//! One-shot radial reveal played when the theme toggle is clicked.

use crate::constants::{REVEAL_DIAMETER_VMAX, REVEAL_DURATION_SEC};
use crate::spring::Point;

/// CSS-style `cubic-bezier(x1, y1, x2, y2)` timing curve.
#[derive(Clone, Copy, Debug, PartialEq)]
pub struct CubicBezier {
    x1: f64,
    y1: f64,
    x2: f64,
    y2: f64,
}

pub const EASE_IN_OUT: CubicBezier = CubicBezier::new(0.42, 0.0, 0.58, 1.0);

impl CubicBezier {
    pub const fn new(x1: f64, y1: f64, x2: f64, y2: f64) -> Self {
        Self { x1, y1, x2, y2 }
    }

    fn sample(a1: f64, a2: f64, t: f64) -> f64 {
        let u = 1.0 - t;
        3.0 * u * u * t * a1 + 3.0 * u * t * t * a2 + t * t * t
    }

    fn slope(a1: f64, a2: f64, t: f64) -> f64 {
        let u = 1.0 - t;
        3.0 * u * u * a1 + 6.0 * u * t * (a2 - a1) + 3.0 * t * t * (1.0 - a2)
    }

    // Newton first, bisection when the slope is too flat to trust.
    fn solve_t(&self, x: f64) -> f64 {
        let mut t = x;
        for _ in 0..8 {
            let err = Self::sample(self.x1, self.x2, t) - x;
            if err.abs() < 1e-7 {
                return t;
            }
            let d = Self::slope(self.x1, self.x2, t);
            if d.abs() < 1e-6 {
                break;
            }
            t -= err / d;
        }

        let (mut lo, mut hi) = (0.0, 1.0);
        t = x;
        for _ in 0..64 {
            let value = Self::sample(self.x1, self.x2, t);
            if (value - x).abs() < 1e-7 {
                break;
            }
            if value < x {
                lo = t;
            } else {
                hi = t;
            }
            t = (lo + hi) / 2.0;
        }
        t
    }

    pub fn apply(&self, progress: f64) -> f64 {
        let x = progress.clamp(0.0, 1.0);
        if x == 0.0 || x == 1.0 {
            return x;
        }
        Self::sample(self.y1, self.y2, self.solve_t(x))
    }
}

#[derive(Clone, Copy, Debug, PartialEq)]
pub enum RevealProgress {
    Running { diameter_vmax: f64 },
    Finished,
}

#[derive(Clone, Copy, Debug, PartialEq)]
pub struct ThemeReveal {
    origin: Point,
    elapsed: f64,
}

impl ThemeReveal {
    pub fn new(origin: Point) -> Self {
        Self {
            origin,
            elapsed: 0.0,
        }
    }

    pub fn origin(&self) -> Point {
        self.origin
    }

    pub fn progress(&self) -> f64 {
        (self.elapsed / REVEAL_DURATION_SEC).clamp(0.0, 1.0)
    }

    pub fn diameter_vmax(&self) -> f64 {
        EASE_IN_OUT.apply(self.progress()) * REVEAL_DIAMETER_VMAX
    }

    pub fn advance(&mut self, dt: f64) -> RevealProgress {
        if dt.is_finite() && dt > 0.0 {
            self.elapsed += dt;
        }
        if self.elapsed >= REVEAL_DURATION_SEC {
            RevealProgress::Finished
        } else {
            RevealProgress::Running {
                diameter_vmax: self.diameter_vmax(),
            }
        }
    }
}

▶ [WHAT YOU ARE ASKED TO DO]
Quote in full each line from the top of the records above through the line with "let value = Self::sample(self.x1, self.x2, t);"; stop after that line.

▶ [TASK RESULT]
//! One-shot radial reveal played when the theme toggle is clicked.

use crate::constants::{REVEAL_DIAMETER_VMAX, REVEAL_DURATION_SEC};
use crate::spring::Point;

/// CSS-style `cubic-bezier(x1, y1, x2, y2)` timing curve.
#[derive(Clone, Copy, Debug, PartialEq)]
pub struct CubicBezier {
    x1: f64,
    y1: f64,
    x2: f64,
    y2: f64,
}

pub const EASE_IN_OUT: CubicBezier = CubicBezier::new(0.42, 0.0, 0.58, 1.0);

impl CubicBezier {
    pub const fn new(x1: f64, y1: f64, x2: f64, y2: f64) -> Self {
        Self { x1, y1, x2, y2 }
    }

    fn sample(a1: f64, a2: f64, t: f64) -> f64 {
        let u = 1.0 - t;
        3.0 * u * u * t * a1 + 3.0 * u * t * t * a2 + t * t * t
    }

    fn slope(a1: f64, a2: f64, t: f64) -> f64 {
        let u = 1.0 - t;
        3.0 * u * u * a1 + 6.0 * u * t * (a2 - a1) + 3.0 * t * t * (1.0 - a2)
    }

    // Newton first, bisection when the slope is too flat to trust.
    fn solve_t(&self, x: f64) -> f64 {
        let mut t = x;
        for _ in 0..8 {
            let err = Self::sample(self.x1, self.x2, t) - x;
            if err.abs() < 1e-7 {
                return t;
            }
            let d = Self::slope(self.x1, self.x2, t);
            if d.abs() < 1e-6 {
                break;
            }
            t -= err / d;
        }

        let (mut lo, mut hi) = (0.0, 1.0);
        t = x;
        for _ in 0..64 {
            let value = Self::sample(self.x1, self.x2, t);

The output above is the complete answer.